*** DATA Section Begins ***

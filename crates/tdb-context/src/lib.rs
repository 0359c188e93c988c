//! Target contexts for the tdb TPU instruction debugger.
//!
//! A [`ContextRegistry`] turns a chip name into a [`TargetContext`]:
//! - **Registry:** validates the name, resolves the chip's static
//!   registration and caches one context per chip
//! - **Context:** the chip contract (memory map, layouts, instruction merge)
//!   plus the runner selected by the backend configuration
//! - **Scope:** [`BackendGuard`] and [`ContextRegistry::use_backend`] hold a
//!   context for the duration of a block

pub mod chips;
pub mod config;
pub mod context;
pub mod contract;
pub mod error;
pub mod merge;
pub mod registry;
pub mod scope;

pub use config::BackendConfig;
pub use context::{MemoryRef, TargetContext};
pub use contract::ChipContract;
pub use error::{ConfigError, ContextError, ErrorKind, Result};
pub use merge::{merge_streams, MergeRule};
pub use registry::{ChipRegistration, ContextRegistry};
pub use scope::BackendGuard;
//! Instruction stream merging.
//!
//! The two queues run concurrently on hardware; a replay needs them in one
//! sequence. Commands of the secondary queue are keyed by the primary-queue
//! id they wait on and slotted in after that command. System instructions
//! split both streams into segments: segment `i` of each queue is merged,
//! then both closing sync instructions are emitted as a barrier.

use tdb_target::{CmdQueue, TpuCmd};

/// Chip-specific merge parameters.
#[derive(Debug, Clone, Copy, PartialEq, Eq)]
pub struct MergeRule {
    /// Queue whose commands are placed by their own id.
    pub primary: CmdQueue,
    /// Drop the end-of-stream system instruction of each queue.
    pub strip_trailing_sys: bool,
}

#[derive(Debug, Default)]
struct Segment {
    body: Vec<TpuCmd>,
    sync: Option<TpuCmd>,
}

/// Merge `tiu` and `dma` according to `rule`, using `is_sys` to find sync
/// points.
pub fn merge_streams(
    rule: MergeRule,
    tiu: Vec<TpuCmd>,
    dma: Vec<TpuCmd>,
    is_sys: impl Fn(&TpuCmd) -> bool,
) -> Vec<TpuCmd> {
    let (mut primary, mut secondary) = match rule.primary {
        CmdQueue::Tiu => (tiu, dma),
        CmdQueue::Dma => (dma, tiu),
    };
    if rule.strip_trailing_sys {
        strip_trailing(&mut primary, &is_sys);
        strip_trailing(&mut secondary, &is_sys);
    }

    let mut out = Vec::with_capacity(primary.len() + secondary.len());
    let primary = split(primary, &is_sys);
    let secondary = split(secondary, &is_sys);
    let rounds = primary.len().max(secondary.len());

    let mut primary = primary.into_iter();
    let mut secondary = secondary.into_iter();
    for _ in 0..rounds {
        let p = primary.next().unwrap_or_default();
        let s = secondary.next().unwrap_or_default();
        merge_by_dependency(p.body, s.body, &mut out);
        out.extend(p.sync);
        out.extend(s.sync);
    }
    out
}

fn strip_trailing(cmds: &mut Vec<TpuCmd>, is_sys: &impl Fn(&TpuCmd) -> bool) {
    if cmds.last().is_some_and(is_sys) {
        cmds.pop();
    }
}

fn split(cmds: Vec<TpuCmd>, is_sys: &impl Fn(&TpuCmd) -> bool) -> Vec<Segment> {
    let mut segments = Vec::new();
    let mut current = Segment::default();
    for cmd in cmds {
        if is_sys(&cmd) {
            current.sync = Some(cmd);
            segments.push(std::mem::take(&mut current));
        } else {
            current.body.push(cmd);
        }
    }
    if !current.body.is_empty() {
        segments.push(current);
    }
    segments
}

/// Emit each secondary command after every pending primary command whose id
/// is at or below its dependency. Ties go to the primary queue.
fn merge_by_dependency(primary: Vec<TpuCmd>, secondary: Vec<TpuCmd>, out: &mut Vec<TpuCmd>) {
    let mut primary = primary.into_iter().peekable();
    for cmd in secondary {
        while let Some(head) = primary.next_if(|p| p.cmd_id <= cmd.cmd_id_dep) {
            out.push(head);
        }
        out.push(cmd);
    }
    out.extend(primary);
}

*** DATA Section Ends ***

WHAT YOU WILL DO: Every record, copied exactly, is the expected answer.

OUTPUT OF THE EXERCISE:
filename crates/tdb-context/src/lib.rs
repository 0359c188e93c988c
//! Target contexts for the tdb TPU instruction debugger.
//!
//! A [`ContextRegistry`] turns a chip name into a [`TargetContext`]:
//! - **Registry:** validates the name, resolves the chip's static
//!   registration and caches one context per chip
//! - **Context:** the chip contract (memory map, layouts, instruction merge)
//!   plus the runner selected by the backend configuration
//! - **Scope:** [`BackendGuard`] and [`ContextRegistry::use_backend`] hold a
//!   context for the duration of a block

pub mod chips;
pub mod config;
pub mod context;
pub mod contract;
pub mod error;
pub mod merge;
pub mod registry;
pub mod scope;

pub use config::BackendConfig;
pub use context::{MemoryRef, TargetContext};
pub use contract::ChipContract;
pub use error::{ConfigError, ContextError, ErrorKind, Result};
pub use merge::{merge_streams, MergeRule};
pub use registry::{ChipRegistration, ContextRegistry};
pub use scope::BackendGuard;
//! Instruction stream merging.
//!
//! The two queues run concurrently on hardware; a replay needs them in one
//! sequence. Commands of the secondary queue are keyed by the primary-queue
//! id they wait on and slotted in after that command. System instructions
//! split both streams into segments: segment `i` of each queue is merged,
//! then both closing sync instructions are emitted as a barrier.

use tdb_target::{CmdQueue, TpuCmd};

/// Chip-specific merge parameters.
#[derive(Debug, Clone, Copy, PartialEq, Eq)]
pub struct MergeRule {
    /// Queue whose commands are placed by their own id.
    pub primary: CmdQueue,
    /// Drop the end-of-stream system instruction of each queue.
    pub strip_trailing_sys: bool,
}

#[derive(Debug, Default)]
struct Segment {
    body: Vec<TpuCmd>,
    sync: Option<TpuCmd>,
}

/// Merge `tiu` and `dma` according to `rule`, using `is_sys` to find sync
/// points.
pub fn merge_streams(
    rule: MergeRule,
    tiu: Vec<TpuCmd>,
    dma: Vec<TpuCmd>,
    is_sys: impl Fn(&TpuCmd) -> bool,
) -> Vec<TpuCmd> {
    let (mut primary, mut secondary) = match rule.primary {
        CmdQueue::Tiu => (tiu, dma),
        CmdQueue::Dma => (dma, tiu),
    };
    if rule.strip_trailing_sys {
        strip_trailing(&mut primary, &is_sys);
        strip_trailing(&mut secondary, &is_sys);
    }

    let mut out = Vec::with_capacity(primary.len() + secondary.len());
    let primary = split(primary, &is_sys);
    let secondary = split(secondary, &is_sys);
    let rounds = primary.len().max(secondary.len());

    let mut primary = primary.into_iter();
    let mut secondary = secondary.into_iter();
    for _ in 0..rounds {
        let p = primary.next().unwrap_or_default();
        let s = secondary.next().unwrap_or_default();
        merge_by_dependency(p.body, s.body, &mut out);
        out.extend(p.sync);
        out.extend(s.sync);
    }
    out
}

fn strip_trailing(cmds: &mut Vec<TpuCmd>, is_sys: &impl Fn(&TpuCmd) -> bool) {
    if cmds.last().is_some_and(is_sys) {
        cmds.pop();
    }
}

fn split(cmds: Vec<TpuCmd>, is_sys: &impl Fn(&TpuCmd) -> bool) -> Vec<Segment> {
    let mut segments = Vec::new();
    let mut current = Segment::default();
    for cmd in cmds {
        if is_sys(&cmd) {
            current.sync = Some(cmd);
            segments.push(std::mem::take(&mut current));
        } else {
            current.body.push(cmd);
        }
    }
    if !current.body.is_empty() {
        segments.push(current);
    }
    segments
}

/// Emit each secondary command after every pending primary command whose id
/// is at or below its dependency. Ties go to the primary queue.
fn merge_by_dependency(primary: Vec<TpuCmd>, secondary: Vec<TpuCmd>, out: &mut Vec<TpuCmd>) {
    let mut primary = primary.into_iter().peekable();
    for cmd in secondary {
        while let Some(head) = primary.next_if(|p| p.cmd_id <= cmd.cmd_id_dep) {
            out.push(head);
        }
        out.push(cmd);
    }
    out.extend(primary);
}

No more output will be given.